NEW YORK — Amid the furor over the Penn State sexual-abuse scandal, it’s an easily overshadowed fact: The U.S. has made huge strides over the past 20 years in reducing child sexual abuse.
Of the two most authoritative national reports, one shows incidents of child sexual abuse down more than 55 percent since 1992, and the other documents a 38 percent drop between 1993 and 2006.
There are many reasons: more vigorous efforts by police and prosecutors, growing public awareness, effective treatment of abusers, better screening of people who deal regularly with children.
While heartened by the news, child-protection advocates know that tens of thousands of children continue to be sexually abused each year, often with long-lasting emotional scars. But some advocates suggest the progress should be highlighted more than it has been, and they hope the Penn State scandal will serve as a catalyst for new initiatives.
Chris Newlin, executive director of the National Children’s Advocacy Center in Huntsville, Ala., said most Americans have no idea that abuse rates have declined so markedly — in part because the message they hear is one of a worsening crisis.
“We should change our messaging,” he said. “We should be saying, ‘We have meaningful programs that are making a difference in reducing child abuse, and now is the time to continue — if not increase — your support of these efforts.’ “
Robert Edelman, who has worked with many abused children as a mental-health counselor for the Village Counseling Center in Gainesville, Fla., says much more needs to be done to persuade child victims to report the abuse they suffered.
“Many child victims and their parents that I treat do not believe that anything will happen and do not move forward legally due to their level of fear, shame and guilt,” he said.
Indeed, reluctance to report sexual abuse is one of several factors that complicate the task of quantifying it. Additionally, the national surveys must cope with reporting procedures and definitions of child sexual abuse that vary from state to state.
Nonetheless, experts in the field say the available data from law enforcement and child-protection agencies, corroborated by other rigorous surveys, leaves no doubt in their minds that there’s been a substantial decrease in child sexual abuse over the past two decades.
One of the key barometers is an annual report from the Department of Health and Human Services known as NCANDS (National Child Abuse and Neglect Data System). The latest report, based on input from state child-protection agencies, tallies the number of cases of child sexual abuse at 65,964 in 2009 — down more than 55 percent from the peak of about 150,000 in 1992.
Using the NCANDS data, the University of New Hampshire’s Crimes Against Children Research Center says the rate of sexual abuse per 1,000 children has dropped from 1.9 in 1995 to 0.89 in 2009.

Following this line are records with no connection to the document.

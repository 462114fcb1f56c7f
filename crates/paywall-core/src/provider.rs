//! Traits for the external collaborators the gating core consults.
//!
//! Backends (`paywall-store-sqlite`, `paywall-stripe`) implement these; the
//! HTTP layer depends only on the traits.
//!
//! All methods return `Send` futures so implementations can be shared across
//! a multi-threaded tokio runtime behind `axum`.

use std::future::Future;

use serde::{Deserialize, Serialize};

use crate::{
  content::RawDocument,
  session::{SessionRecord, SessionToken},
};

// ─── Identity ────────────────────────────────────────────────────────────────

/// Authoritative source of session truth.
pub trait SessionProvider: Send + Sync {
  type Error: std::error::Error + Send + Sync + 'static;

  /// Look up the session behind `token`. Returns `None` for unknown or
  /// expired tokens.
  fn get_session<'a>(
    &'a self,
    token: &'a SessionToken,
  ) -> impl Future<Output = Result<Option<SessionRecord>, Self::Error>> + Send + 'a;
}

// ─── Content ─────────────────────────────────────────────────────────────────

pub trait ContentProvider: Send + Sync {
  type Error: std::error::Error + Send + Sync + 'static;

  /// Fetch a document by exact slug. Returns `None` if not found.
  fn get_document<'a>(
    &'a self,
    slug: &'a str,
  ) -> impl Future<Output = Result<Option<RawDocument>, Self::Error>> + Send + 'a;

  /// All documents, most recently published first.
  fn list_documents(
    &self,
  ) -> impl Future<Output = Result<Vec<RawDocument>, Self::Error>> + Send + '_;
}

// ─── Payment ─────────────────────────────────────────────────────────────────

/// A price as reported by the payment provider.
#[derive(Debug, Clone, PartialEq, Eq, Serialize, Deserialize)]
pub struct Price {
  pub id:          String,
  /// Amount in the currency's minor unit (cents).
  pub unit_amount: i64,
  /// Lowercase ISO 4217 code, e.g. `usd`.
  pub currency:    String,
}

/// Input to [`PaymentProvider::create_checkout_session`].
#[derive(Debug, Clone, PartialEq, Eq)]
pub struct CheckoutRequest {
  pub price_id:       String,
  pub customer_email: Option<String>,
  pub success_url:    String,
  pub cancel_url:     String,
}

/// A created checkout session and the hosted page to send the visitor to.
#[derive(Debug, Clone, PartialEq, Eq, Serialize, Deserialize)]
pub struct CheckoutSession {
  pub id:  String,
  pub url: String,
}

pub trait PaymentProvider: Send + Sync {
  type Error: std::error::Error + Send + Sync + 'static;

  fn create_checkout_session(
    &self,
    request: CheckoutRequest,
  ) -> impl Future<Output = Result<CheckoutSession, Self::Error>> + Send + '_;

  fn retrieve_price<'a>(
    &'a self,
    price_id: &'a str,
  ) -> impl Future<Output = Result<Price, Self::Error>> + Send + 'a;
}
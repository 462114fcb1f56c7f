//! Handlers for `/posts` and `/posts/{slug}`.
//!
//! The full-content decision is made before the document is fetched, so a
//! redirect response never carries (or depends on) the body.

use axum::{
  Json,
  extract::{Path, State},
  response::Response,
};
use paywall_core::{
  access::{AccessDecision, decide_for_full_content},
  content::{project, project_summary},
  provider::ContentProvider,
};
use serde_json::{Value, json};
use tracing::info;

use crate::{
  AppState, Backend, Payments,
  error::Error,
  handlers::{post_response, redirect_response},
  session::VisitorToken,
};

// ─── List ─────────────────────────────────────────────────────────────────────

/// `GET /posts`
pub async fn list<B: Backend, P: Payments>(
  State(state): State<AppState<B, P>>,
) -> Result<Json<Value>, Error> {
  let docs = state.content.list_documents().await.map_err(Error::backend)?;
  let posts = docs
    .iter()
    .map(project_summary)
    .collect::<paywall_core::Result<Vec<_>>>()?;
  Ok(Json(json!({ "posts": posts })))
}

// ─── Full ─────────────────────────────────────────────────────────────────────

/// `GET /posts/{slug}`
pub async fn full<B: Backend, P: Payments>(
  State(state): State<AppState<B, P>>,
  Path(slug): Path<String>,
  token: VisitorToken,
) -> Result<Response, Error> {
  let session = state.sessions.resolve(token.token()).await;
  let decision = decide_for_full_content(&slug, &session);
  info!(slug = %slug, decision = decision.as_ref(), "full content requested");

  if let AccessDecision::RedirectTo(destination) = &decision {
    return Ok(redirect_response(destination));
  }

  let doc = state
    .content
    .get_document(&slug)
    .await
    .map_err(Error::backend)?
    .ok_or_else(|| Error::not_found(&slug))?;

  match project(&doc, &decision)? {
    Some(post) => Ok(post_response(post)),
    None => Err(Error::not_found(&slug)),
  }
}
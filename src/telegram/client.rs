//! Telegram Bot API client

use async_trait::async_trait;
use serde::de::DeserializeOwned;
use std::time::Duration;
use tracing::{debug, info};

use crate::core::config::TelegramConfig;
use crate::core::errors::{RelayError, Result};
use crate::relay::dispatcher::FeedPublisher;
use crate::telegram::types::{ApiResponse, Update, User};

/// Thin HTTPS client over the Bot API methods the relay uses
#[derive(Debug, Clone)]
pub struct TelegramClient {
    client: reqwest::Client,
    /// `{api_base}/bot{token}`, never logged
    endpoint: String,
    timeout_ms: u64,
}

impl TelegramClient {
    pub fn new(config: &TelegramConfig) -> Result<Self> {
        if config.bot_token.is_empty() {
            return Err(RelayError::config("Telegram bot token is required"));
        }

        let client = reqwest::Client::builder()
            .timeout(Duration::from_millis(config.request_timeout_ms))
            .pool_idle_timeout(Some(Duration::from_secs(90)))
            .build()?;

        Ok(Self {
            client,
            endpoint: format!(
                "{}/bot{}",
                config.api_base.trim_end_matches('/'),
                config.bot_token
            ),
            timeout_ms: config.request_timeout_ms,
        })
    }

    async fn call<T: DeserializeOwned>(
        &self,
        method: &str,
        body: &serde_json::Value,
        timeout: Option<Duration>,
    ) -> Result<T> {
        let mut request = self
            .client
            .post(format!("{}/{}", self.endpoint, method))
            .json(body);
        if let Some(timeout) = timeout {
            request = request.timeout(timeout);
        }

        let timeout_ms = timeout
            .map(|t| t.as_millis() as u64)
            .unwrap_or(self.timeout_ms);
        let response = request
            .send()
            .await
            .map_err(|e| RelayError::from_transport(e.without_url(), timeout_ms))?;

        let status = response.status();
        let text = response
            .text()
            .await
            .map_err(|e| RelayError::from_transport(e.without_url(), timeout_ms))?;

        match serde_json::from_str::<ApiResponse<T>>(&text) {
            Ok(envelope) => envelope.into_result(),
            Err(_) => Err(RelayError::ApiError {
                status: status.as_u16(),
                message: text,
            }),
        }
    }

    /// Identity of the bot, used to check the token
    pub async fn get_me(&self) -> Result<User> {
        self.call("getMe", &serde_json::json!({}), None).await
    }

    /// Long-poll for updates
    pub async fn get_updates(&self, offset: Option<i64>, timeout_secs: u64) -> Result<Vec<Update>> {
        let mut body = serde_json::json!({
            "timeout": timeout_secs,
            "allowed_updates": ["message", "channel_post"],
        });
        if let Some(offset) = offset {
            body["offset"] = serde_json::json!(offset);
        }

        // The HTTP request must outlive the long-poll window
        let timeout = Duration::from_secs(timeout_secs) + Duration::from_millis(self.timeout_ms);
        self.call("getUpdates", &body, Some(timeout)).await
    }

    pub async fn send_message(&self, chat_id: i64, text: &str, reply_to: Option<i64>) -> Result<()> {
        let body = send_message_body(chat_id, text, reply_to);
        let _: serde_json::Value = self.call("sendMessage", &body, None).await?;
        debug!(chat_id, "Sent message");
        Ok(())
    }

    pub async fn copy_message(
        &self,
        chat_id: i64,
        from_chat_id: i64,
        message_id: i64,
        caption: Option<&str>,
    ) -> Result<()> {
        let body = copy_message_body(chat_id, from_chat_id, message_id, caption);
        let _: serde_json::Value = self.call("copyMessage", &body, None).await?;
        debug!(chat_id, from_chat_id, message_id, "Copied message");
        Ok(())
    }

    /// Point Telegram at our webhook endpoint
    pub async fn set_webhook(&self, url: &str, secret_token: Option<&str>) -> Result<()> {
        let mut body = serde_json::json!({
            "url": url,
            "allowed_updates": ["message", "channel_post"],
        });
        if let Some(secret) = secret_token {
            body["secret_token"] = serde_json::json!(secret);
        }

        let _: bool = self.call("setWebhook", &body, None).await?;
        info!("Webhook registered at {}", url);
        Ok(())
    }

    /// Remove any webhook so that long polling works
    pub async fn delete_webhook(&self) -> Result<()> {
        let _: bool = self.call("deleteWebhook", &serde_json::json!({}), None).await?;
        debug!("Webhook removed");
        Ok(())
    }
}

pub fn send_message_body(chat_id: i64, text: &str, reply_to: Option<i64>) -> serde_json::Value {
    let mut body = serde_json::json!({
        "chat_id": chat_id,
        "text": text,
    });
    if let Some(message_id) = reply_to {
        body["reply_to_message_id"] = serde_json::json!(message_id);
    }
    body
}

/// `caption` is left out entirely when absent so Telegram keeps the original, if any
pub fn copy_message_body(
    chat_id: i64,
    from_chat_id: i64,
    message_id: i64,
    caption: Option<&str>,
) -> serde_json::Value {
    let mut body = serde_json::json!({
        "chat_id": chat_id,
        "from_chat_id": from_chat_id,
        "message_id": message_id,
    });
    if let Some(caption) = caption {
        body["caption"] = serde_json::json!(caption);
    }
    body
}

#[async_trait]
impl FeedPublisher for TelegramClient {
    async fn send_text(&self, feed_id: i64, text: &str) -> Result<()> {
        self.send_message(feed_id, text, None).await
    }

    async fn copy_attachment(
        &self,
        source_feed_id: i64,
        message_id: i64,
        dest_feed_id: i64,
        caption: Option<&str>,
    ) -> Result<()> {
        self.copy_message(dest_feed_id, source_feed_id, message_id, caption)
            .await
    }

    async fn reply_text(&self, chat_id: i64, reply_to_message_id: i64, text: &str) -> Result<()> {
        self.send_message(chat_id, text, Some(reply_to_message_id))
            .await
    }
}

#[cfg(test)]
mod tests {
    use super::*;
    use assert_json_diff::assert_json_eq;

    #[test]
    fn test_client_requires_token() {
        let config = TelegramConfig::default();
        assert!(TelegramClient::new(&config).is_err());

        let config = TelegramConfig {
            bot_token: "123:abc".to_string(),
            api_base: "https://api.telegram.org/".to_string(),
            ..Default::default()
        };
        let client = TelegramClient::new(&config).unwrap();
        assert_eq!(client.endpoint, "https://api.telegram.org/bot123:abc");
    }

    #[test]
    fn test_copy_message_body() {
        assert_json_eq!(
            copy_message_body(-1002, -1001, 42, Some("Important news")),
            serde_json::json!({
                "chat_id": -1002,
                "from_chat_id": -1001,
                "message_id": 42,
                "caption": "Important news"
            })
        );

        assert_json_eq!(
            copy_message_body(-1002, -1001, 42, None),
            serde_json::json!({
                "chat_id": -1002,
                "from_chat_id": -1001,
                "message_id": 42
            })
        );
    }

    #[test]
    fn test_send_message_body() {
        assert_json_eq!(
            send_message_body(-1002, "Hello world", None),
            serde_json::json!({ "chat_id": -1002, "text": "Hello world" })
        );

        assert_json_eq!(
            send_message_body(55, "Hi", Some(9)),
            serde_json::json!({ "chat_id": 55, "text": "Hi", "reply_to_message_id": 9 })
        );
    }
}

Another authoritative gauge, issued in 2010, is the latest installment of the National Incidence Study of Child Abuse and Neglect, a congressionally mandated study that has been conducted periodically by the HHS. It estimated that the number of sexually abused children decreased from 217,700 in 1993 to 135,300 in 2006 — a 38 percent drop.
The incidence study’s numbers are larger than NCANDS because it surveys not only child-protection services but also a wider range of teachers, police officers, health care professionals and day care workers.
State by state, abuse figures generally mirror these national trends. In Pennsylvania, for example, the number of substantiated sexual-abuse reports handled by the Office of Children, Youth and Families dropped from 2,501 in 2000 to 1,963 in 2010.
Sociologist David Finkelhor, director of the UNH Crimes Against Children Research Center, is convinced that the national numbers are valid but says many people in child-protection services remain skeptical.
“They’ve not seen a decline in their caseloads,” he said, suggesting that agencies and practitioners with good reputations for coping with abuse are going to be sought after and kept busy even if the nationwide numbers are dropping.
Finkelhor also suggested that some advocates might be wary of trumpeting successes out of concern that the cause of combating abuse might seem less urgent. That’s unlikely in regard to child sexual abuse, he said. “There are still so many cases, and it’s such an intrinsically horrifying and alarming problem.”